David Rabkin
David Rabkin was a South African anti-apartheid activist known for publishing subversive pamphlets. He served seven years of a ten-year sentence for his anti-apartheid activities. After his accidental death during military training in Angola, he received a hero's burial in Luanda.
Life
Rabkin was born in Cape Town, South Africa in 1948 to a Jewish family, but his family emigrated to Britain following the Sharpeville massacre in 1960. He received a Ph.D. in literature from the University of Leeds after a study on Black South African writers. He moved back to Cape Town with his wife Susan and started working at Cape Argus in 1972. At the time of his arrest in September 1976, Rabkin and his wife Susan had distributed around 15 different pamphlets supporting the African National Congress and South African Communist Party.Imprisonment
In September 1976, he pled guilty to charges related to the terrorism and internal security act promoting the aims of the ANC and the SACP. The court found him guilty of publishing pamphlets calling for the overthrow of law and order.

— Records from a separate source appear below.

//! Short-Horizon Parameter Forecast
//!
//! Projects dissolved oxygen, pH and turbidity a few hours ahead from the last
//! day of hourly readings. Each parameter is its current value plus the
//! window's linear trend, nudged by one environmental driver:
//!
//! ```text
//! DO         + (30 - avg_temp) * 0.1 * h/6  + (25 - avg_turb) * 0.03 * h/6
//! pH         - 0.2 * h/6 when avg ammonia > 0.3
//! Turbidity  + (avg_feed_6h - 250) * 0.02 * h/6  - 0.5 * h
//! ```
//!
//! Confidence starts from a per-model base and drops with the window's
//! variance and with distance into the future.
//!
//! Output is fixed-capacity: at most [`MAX_FORECAST_HOURS`] hours of three
//! parameters, in hour order, DO then pH then turbidity within each hour.

use heapless::Vec;

use crate::{
    constants::forecast::*,
    errors::{ScoringError, ScoringResult},
    reading::SensorReading,
    stats::{mean, round_hundredths, trend, variance},
};

/// Forecast parameter
#[derive(Debug, Clone, Copy, PartialEq, Eq)]
#[cfg_attr(feature = "serde", derive(serde::Serialize, serde::Deserialize))]
pub enum ForecastParameter {
    /// Dissolved oxygen (mg/L)
    DissolvedOxygen,
    /// pH
    Ph,
    /// Turbidity (NTU)
    Turbidity,
}

/// Model label reported alongside a forecast
#[derive(Debug, Clone, Copy, PartialEq, Eq)]
#[cfg_attr(feature = "serde", derive(serde::Serialize, serde::Deserialize))]
pub enum ForecastModel {
    /// Sequence model label, used for DO and pH
    Lstm,
    /// Tree ensemble label, used for turbidity
    RandomForest,
}

/// One forecast point
#[derive(Debug, Clone, Copy, PartialEq)]
#[cfg_attr(feature = "serde", derive(serde::Serialize, serde::Deserialize))]
pub struct Forecast {
    /// What is being forecast
    pub parameter: ForecastParameter,
    /// Hours after the latest sample
    pub hours_ahead: usize,
    /// Forecast value, in the parameter's unit
    pub value: f32,
    /// Confidence, rounded to two decimals
    pub confidence: f32,
    /// Model label
    pub model: ForecastModel,
}

/// Window summary shared by every forecast hour
struct WindowStats {
    current: SensorReading,
    do_trend: f32,
    ph_trend: f32,
    turbidity_trend: f32,
    do_variance: f32,
    ph_variance: f32,
    turbidity_variance: f32,
    avg_temp: f32,
    avg_turbidity: f32,
    avg_ammonia: f32,
    avg_recent_feed: f32,
}

impl WindowStats {
    fn from_window(window: &[SensorReading]) -> Self {
        let mut do_values = [0.0f32; FORECAST_WINDOW];
        let mut ph_values = [0.0f32; FORECAST_WINDOW];
        let mut turbidity_values = [0.0f32; FORECAST_WINDOW];
        let mut temp_values = [0.0f32; FORECAST_WINDOW];
        let mut ammonia_values = [0.0f32; FORECAST_WINDOW];

        for (i, reading) in window.iter().enumerate() {
            do_values[i] = reading.dissolved_oxygen_mgl;
            ph_values[i] = reading.ph;
            turbidity_values[i] = reading.turbidity_ntu;
            temp_values[i] = reading.temperature_c;
            ammonia_values[i] = reading.ammonia_mgl;
        }

        let n = window.len();
        let recent_feed: f32 = window[n - FEEDING_WINDOW..]
            .iter()
            .map(|r| r.feeding_rate_gmin.unwrap_or(0.0))
            .sum();

        Self {
            current: window[n - 1],
            do_trend: trend(&do_values[..n]),
            ph_trend: trend(&ph_values[..n]),
            turbidity_trend: trend(&turbidity_values[..n]),
            do_variance: variance(&do_values[..n]),
            ph_variance: variance(&ph_values[..n]),
            turbidity_variance: variance(&turbidity_values[..n]),
            avg_temp: mean(&temp_values[..n]),
            avg_turbidity: mean(&turbidity_values[..n]),
            avg_ammonia: mean(&ammonia_values[..n]),
            avg_recent_feed: recent_feed / FEEDING_WINDOW as f32,
        }
    }

    fn dissolved_oxygen(&self, hours: f32) -> Forecast {
        let horizon = hours / EFFECT_HORIZON_HOURS;
        let temp_effect = (DO_REFERENCE_TEMP_C - self.avg_temp) * DO_TEMP_COEFF * horizon;
        let turbidity_effect =
            (DO_REFERENCE_TURBIDITY_NTU - self.avg_turbidity) * DO_TURBIDITY_COEFF * horizon;
        let value = self.current.dissolved_oxygen_mgl
            + self.do_trend * hours
            + temp_effect
            + turbidity_effect;
        let confidence = DO_CONFIDENCE_BASE
            - self.do_variance * DO_CONFIDENCE_VARIANCE_COEFF
            - hours * DO_CONFIDENCE_HOUR_COEFF;

        Forecast {
            parameter: ForecastParameter::DissolvedOxygen,
            hours_ahead: hours as usize,
            value: value.clamp(DO_FORECAST_MIN_MGL, DO_FORECAST_MAX_MGL),
            confidence: round_hundredths(confidence.clamp(DO_CONFIDENCE_MIN, DO_CONFIDENCE_MAX)),
            model: ForecastModel::Lstm,
        }
    }

    fn ph(&self, hours: f32) -> Forecast {
        let ammonia_effect = if self.avg_ammonia > PH_AMMONIA_TRIGGER_MGL {
            PH_AMMONIA_DROP * (hours / EFFECT_HORIZON_HOURS)
        } else {
            0.0
        };
        let value = self.current.ph + self.ph_trend * hours + ammonia_effect;
        let confidence = PH_CONFIDENCE_BASE
            - self.ph_variance * PH_CONFIDENCE_VARIANCE_COEFF
            - hours * PH_CONFIDENCE_HOUR_COEFF;

        Forecast {
            parameter: ForecastParameter::Ph,
            hours_ahead: hours as usize,
            value: value.clamp(PH_FORECAST_MIN, PH_FORECAST_MAX),
            confidence: round_hundredths(confidence.clamp(PH_CONFIDENCE_MIN, PH_CONFIDENCE_MAX)),
            model: ForecastModel::Lstm,
        }
    }

    fn turbidity(&self, hours: f32) -> Forecast {
        let feeding_effect = (self.avg_recent_feed - TURBIDITY_REFERENCE_FEED_GMIN)
            * TURBIDITY_FEED_COEFF
            * (hours / EFFECT_HORIZON_HOURS);
        let settling_effect = -hours * TURBIDITY_SETTLING_PER_HOUR;
        let value = self.current.turbidity_ntu
            + self.turbidity_trend * hours
            + feeding_effect
            + settling_effect;
        let confidence = TURBIDITY_CONFIDENCE_BASE
            - self.turbidity_variance * TURBIDITY_CONFIDENCE_VARIANCE_COEFF
            - hours * TURBIDITY_CONFIDENCE_HOUR_COEFF;

        Forecast {
            parameter: ForecastParameter::Turbidity,
            hours_ahead: hours as usize,
            value: value.max(0.0),
            confidence: round_hundredths(
                confidence.clamp(TURBIDITY_CONFIDENCE_MIN, TURBIDITY_CONFIDENCE_MAX),
            ),
            model: ForecastModel::RandomForest,
        }
    }
}

/// Forecast DO, pH and turbidity for each of the next `hours_ahead` hours
///
/// Needs at least [`FORECAST_WINDOW`] samples, oldest first; only the most
/// recent window is used. Horizons beyond [`MAX_FORECAST_HOURS`] are clamped.
pub fn forecast(
    history: &[SensorReading],
    hours_ahead: usize,
) -> ScoringResult<Vec<Forecast, MAX_FORECAST_POINTS>> {
    if history.len() < FORECAST_WINDOW {
        return Err(ScoringError::InsufficientData {
            required: FORECAST_WINDOW,
            available: history.len(),
        });
    }

    let hours_ahead = if hours_ahead > MAX_FORECAST_HOURS {
        log_debug!(
            "Forecast: horizon {}h clamped to {}h",
            hours_ahead,
            MAX_FORECAST_HOURS
        );
        MAX_FORECAST_HOURS
    } else {
        hours_ahead
    };

    let window = &history[history.len() - FORECAST_WINDOW..];
    let stats = WindowStats::from_window(window);

    let mut points = Vec::new();
    for hour in 1..=hours_ahead {
        let hours = hour as f32;
        for point in [
            stats.dissolved_oxygen(hours),
            stats.ph(hours),
            stats.turbidity(hours),
        ] {
            // Capacity is MAX_FORECAST_HOURS * 3 and hours_ahead is clamped to it
            let pushed = points.push(point);
            debug_assert!(pushed.is_ok());
        }
    }

    Ok(points)
}

#[cfg(test)]
mod tests {
    use super::*;

    fn approx(a: f32, b: f32) -> bool {
        libm::fabsf(a - b) < 1e-4
    }

    fn steady_day() -> [SensorReading; FORECAST_WINDOW] {
        [SensorReading::new(6.5, 7.8, 20.0, 0.1, 30.0, 0.8).with_feeding_rate(250.0);
            FORECAST_WINDOW]
    }

    #[test]
    fn short_history_rejected() {
        let day = steady_day();
        assert_eq!(
            forecast(&day[..23], 6),
            Err(ScoringError::InsufficientData { required: 24, available: 23 })
        );
    }

    #[test]
    fn point_layout() {
        let points = forecast(&steady_day(), 3).unwrap();
        assert_eq!(points.len(), 9);
        assert_eq!(points[0].parameter, ForecastParameter::DissolvedOxygen);
        assert_eq!(points[1].parameter, ForecastParameter::Ph);
        assert_eq!(points[2].parameter, ForecastParameter::Turbidity);
        assert_eq!(points[2].model, ForecastModel::RandomForest);
        assert_eq!(points[8].hours_ahead, 3);
    }

    #[test]
    fn zero_horizon_is_empty() {
        assert!(forecast(&steady_day(), 0).unwrap().is_empty());
    }

    #[test]
    fn horizon_clamped() {
        let points = forecast(&steady_day(), 48).unwrap();
        assert_eq!(points.len(), MAX_FORECAST_POINTS);
        assert_eq!(points[MAX_FORECAST_POINTS - 1].hours_ahead, MAX_FORECAST_HOURS);
    }

    #[test]
    fn steady_pond_projection() {
        let points = forecast(&steady_day(), 6).unwrap();
        // Hour 6: DO gets only the turbidity effect, (25 - 20) * 0.03 = 0.15
        let do_6h = points[15];
        assert!(approx(do_6h.value, 6.65));
        // No variance, 0.92 - 6 * 0.02 = 0.80
        assert!(approx(do_6h.confidence, 0.80));

        // Turbidity settles 0.5 NTU per hour with feed at the reference rate
        let turb_6h = points[17];
        assert!(approx(turb_6h.value, 17.0));

        // pH unchanged, ammonia is low
        assert!(approx(points[16].value, 7.8));
    }

    #[test]
    fn high_ammonia_lowers_ph() {
        let mut day = steady_day();
        for reading in day.iter_mut() {
            reading.ammonia_mgl = 0.4;
        }
        let points = forecast(&day, 6).unwrap();
        assert!(approx(points[16].value, 7.6));
    }

    #[test]
    fn rising_do_trend_is_extrapolated() {
        let mut day = steady_day();
        for (i, reading) in day.iter_mut().enumerate() {
            reading.dissolved_oxygen_mgl = 5.0 + 0.05 * i as f32;
        }
        let points = forecast(&day, 1).unwrap();
        // current 6.15, trend 0.05, turbidity effect 0.025
        assert!(approx(points[0].value, 6.225));
    }

    #[test]
    fn only_latest_window_used() {
        let mut long = [SensorReading::new(2.0, 6.0, 80.0, 0.1, 30.0, 0.8); 30];
        long[6..].copy_from_slice(&steady_day());
        assert_eq!(forecast(&long, 2).unwrap(), forecast(&steady_day(), 2).unwrap());
    }

    #[test]
    fn missing_feed_rate_counts_as_zero() {
        let day = [SensorReading::new(6.5, 7.8, 20.0, 0.1, 30.0, 0.8); FORECAST_WINDOW];
        let points = forecast(&day, 6).unwrap();
        // -250 * 0.02 = -5, settling -3
        assert!(approx(points[17].value, 12.0));
    }
}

Rabkin was sentenced to ten years imprisonment for "furthering the aims of banned organizations". His wife, Susan, was eight months pregnant and was sentenced to a year, eleven months of which were suspended. During the trial, he stated:The course of action laid out by the ANC and its sister organisations, including the SACP, offered the hope of releasing for the benefit of all South Africans, the energies, talents and aspirations of all our people. From the liberation of the African people, the most oppressed section of our population, would flow a just and democratic society, a South Africa that belonged to all who live in it, black and white.
After he pled guilty and was sentenced by judge Marius Diemont he gave the clenched-fist black power salute to the courtroom gallery. He was mistreated in prison, but helped those in the 1979 Pretoria Central Prison break. He allowed Denis Goldberg to purposefully break his loudspeaker to have an excuse to get a soldering iron, which allowed them to solder a makeshift key to facilitate an escape. Following the prison break he was questioned by prison authorities, but international attention led the punishments to be moderate for him and the other conspirators. He served seven years of his ten-year sentence and was released in 1983.